• Material provided:
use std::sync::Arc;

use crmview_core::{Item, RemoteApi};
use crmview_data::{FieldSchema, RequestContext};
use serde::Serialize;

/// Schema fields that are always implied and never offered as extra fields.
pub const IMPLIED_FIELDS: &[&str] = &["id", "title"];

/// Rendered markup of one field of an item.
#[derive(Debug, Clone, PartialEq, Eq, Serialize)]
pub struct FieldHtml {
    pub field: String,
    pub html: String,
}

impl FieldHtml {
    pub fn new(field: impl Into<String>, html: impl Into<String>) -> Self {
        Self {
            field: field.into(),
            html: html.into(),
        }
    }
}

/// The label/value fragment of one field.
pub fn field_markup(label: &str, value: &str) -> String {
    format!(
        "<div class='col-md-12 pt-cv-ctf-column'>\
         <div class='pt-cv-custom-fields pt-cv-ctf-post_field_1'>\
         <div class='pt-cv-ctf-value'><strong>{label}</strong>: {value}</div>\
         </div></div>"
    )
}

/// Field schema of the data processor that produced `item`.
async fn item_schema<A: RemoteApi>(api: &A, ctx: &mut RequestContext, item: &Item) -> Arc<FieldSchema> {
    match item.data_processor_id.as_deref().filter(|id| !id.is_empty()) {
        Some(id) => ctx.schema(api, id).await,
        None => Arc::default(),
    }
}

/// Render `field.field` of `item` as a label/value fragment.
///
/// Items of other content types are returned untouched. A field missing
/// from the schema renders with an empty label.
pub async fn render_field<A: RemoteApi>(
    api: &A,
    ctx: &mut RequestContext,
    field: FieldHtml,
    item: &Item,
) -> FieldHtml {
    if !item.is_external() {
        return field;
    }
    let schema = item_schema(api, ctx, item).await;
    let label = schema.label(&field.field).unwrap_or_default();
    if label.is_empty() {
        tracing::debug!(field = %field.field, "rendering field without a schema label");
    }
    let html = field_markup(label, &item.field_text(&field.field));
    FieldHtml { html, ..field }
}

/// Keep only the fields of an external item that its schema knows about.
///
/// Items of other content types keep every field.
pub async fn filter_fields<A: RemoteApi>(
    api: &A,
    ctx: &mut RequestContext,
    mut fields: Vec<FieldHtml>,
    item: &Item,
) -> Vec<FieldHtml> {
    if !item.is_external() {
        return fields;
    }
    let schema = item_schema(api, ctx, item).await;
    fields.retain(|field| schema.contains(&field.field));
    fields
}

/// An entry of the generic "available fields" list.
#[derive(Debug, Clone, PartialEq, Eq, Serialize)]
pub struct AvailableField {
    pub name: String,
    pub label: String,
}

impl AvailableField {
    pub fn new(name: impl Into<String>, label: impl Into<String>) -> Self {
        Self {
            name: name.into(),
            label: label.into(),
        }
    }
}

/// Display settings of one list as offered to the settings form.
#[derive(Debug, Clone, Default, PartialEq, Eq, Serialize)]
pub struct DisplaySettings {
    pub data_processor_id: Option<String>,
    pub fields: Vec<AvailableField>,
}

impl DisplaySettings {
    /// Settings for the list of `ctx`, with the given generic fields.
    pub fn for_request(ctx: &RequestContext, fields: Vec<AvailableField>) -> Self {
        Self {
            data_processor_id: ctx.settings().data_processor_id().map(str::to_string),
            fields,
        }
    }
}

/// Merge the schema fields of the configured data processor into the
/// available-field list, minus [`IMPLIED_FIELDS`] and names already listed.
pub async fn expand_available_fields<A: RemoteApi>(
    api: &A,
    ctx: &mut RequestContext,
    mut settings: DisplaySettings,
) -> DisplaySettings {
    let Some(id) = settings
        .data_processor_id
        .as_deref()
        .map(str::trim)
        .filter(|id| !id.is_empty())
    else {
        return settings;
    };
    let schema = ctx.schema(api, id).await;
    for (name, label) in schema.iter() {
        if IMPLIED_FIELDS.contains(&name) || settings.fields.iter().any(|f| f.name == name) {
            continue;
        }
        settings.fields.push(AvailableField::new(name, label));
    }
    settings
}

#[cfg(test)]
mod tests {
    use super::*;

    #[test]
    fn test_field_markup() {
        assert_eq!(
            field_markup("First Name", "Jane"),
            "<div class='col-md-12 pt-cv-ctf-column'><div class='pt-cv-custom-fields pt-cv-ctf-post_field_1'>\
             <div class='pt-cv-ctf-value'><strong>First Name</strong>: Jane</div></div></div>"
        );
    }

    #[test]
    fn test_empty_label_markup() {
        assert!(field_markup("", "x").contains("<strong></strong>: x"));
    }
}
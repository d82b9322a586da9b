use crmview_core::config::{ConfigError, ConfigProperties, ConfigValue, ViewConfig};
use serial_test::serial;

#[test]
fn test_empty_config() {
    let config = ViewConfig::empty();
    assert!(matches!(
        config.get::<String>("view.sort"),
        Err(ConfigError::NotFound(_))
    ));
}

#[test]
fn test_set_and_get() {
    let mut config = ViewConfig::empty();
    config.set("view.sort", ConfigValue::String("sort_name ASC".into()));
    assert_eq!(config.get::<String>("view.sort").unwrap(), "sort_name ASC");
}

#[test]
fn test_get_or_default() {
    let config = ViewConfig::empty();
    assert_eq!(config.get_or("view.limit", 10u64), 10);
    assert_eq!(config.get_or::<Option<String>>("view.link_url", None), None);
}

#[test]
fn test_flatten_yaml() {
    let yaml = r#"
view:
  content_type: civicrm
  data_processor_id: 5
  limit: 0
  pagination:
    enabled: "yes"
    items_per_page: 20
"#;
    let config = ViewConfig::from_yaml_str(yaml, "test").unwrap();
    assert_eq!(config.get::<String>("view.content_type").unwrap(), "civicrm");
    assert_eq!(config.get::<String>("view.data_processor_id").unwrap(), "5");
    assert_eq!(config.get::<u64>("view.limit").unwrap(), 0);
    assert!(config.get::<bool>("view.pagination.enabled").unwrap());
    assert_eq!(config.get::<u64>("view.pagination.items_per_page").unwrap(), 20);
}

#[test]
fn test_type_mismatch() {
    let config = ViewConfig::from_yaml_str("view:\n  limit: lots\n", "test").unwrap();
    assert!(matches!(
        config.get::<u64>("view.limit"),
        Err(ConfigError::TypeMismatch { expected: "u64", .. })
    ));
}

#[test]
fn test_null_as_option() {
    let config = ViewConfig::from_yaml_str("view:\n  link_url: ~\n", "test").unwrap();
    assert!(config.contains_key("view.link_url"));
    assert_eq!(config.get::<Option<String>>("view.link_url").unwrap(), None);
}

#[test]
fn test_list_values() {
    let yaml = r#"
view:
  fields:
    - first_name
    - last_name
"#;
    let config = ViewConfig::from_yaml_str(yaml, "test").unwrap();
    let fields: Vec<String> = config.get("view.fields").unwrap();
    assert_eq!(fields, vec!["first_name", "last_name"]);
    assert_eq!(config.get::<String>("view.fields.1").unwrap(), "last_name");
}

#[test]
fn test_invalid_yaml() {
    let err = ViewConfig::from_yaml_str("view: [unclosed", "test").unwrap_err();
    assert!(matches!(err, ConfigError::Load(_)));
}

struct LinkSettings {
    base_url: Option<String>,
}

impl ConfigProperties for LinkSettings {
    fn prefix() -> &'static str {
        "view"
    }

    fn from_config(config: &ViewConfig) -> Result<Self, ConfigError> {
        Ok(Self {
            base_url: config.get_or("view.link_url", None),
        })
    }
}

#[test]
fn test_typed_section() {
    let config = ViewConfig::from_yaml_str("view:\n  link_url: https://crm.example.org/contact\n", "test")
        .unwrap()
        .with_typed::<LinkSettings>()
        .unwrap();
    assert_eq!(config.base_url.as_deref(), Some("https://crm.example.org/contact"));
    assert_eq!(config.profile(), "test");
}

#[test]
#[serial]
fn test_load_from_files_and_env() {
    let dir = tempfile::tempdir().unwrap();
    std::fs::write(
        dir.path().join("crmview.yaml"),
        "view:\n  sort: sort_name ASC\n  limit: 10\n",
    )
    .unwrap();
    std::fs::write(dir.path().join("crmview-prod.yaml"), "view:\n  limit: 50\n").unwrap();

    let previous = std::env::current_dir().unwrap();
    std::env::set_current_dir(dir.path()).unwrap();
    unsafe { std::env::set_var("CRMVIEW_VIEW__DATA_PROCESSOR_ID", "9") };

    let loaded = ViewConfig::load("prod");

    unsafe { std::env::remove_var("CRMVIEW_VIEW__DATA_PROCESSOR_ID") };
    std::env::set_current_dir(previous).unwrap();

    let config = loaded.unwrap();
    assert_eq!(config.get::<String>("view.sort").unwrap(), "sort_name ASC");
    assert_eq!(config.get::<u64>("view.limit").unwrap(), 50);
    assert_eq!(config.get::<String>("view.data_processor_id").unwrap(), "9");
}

• To do: Pull out every line in the material above where "contact" occurs.

• Exercise output:
    let config = ViewConfig::from_yaml_str("view:\n  link_url: https://crm.example.org/contact\n", "test")
    assert_eq!(config.base_url.as_deref(), Some("https://crm.example.org/contact"));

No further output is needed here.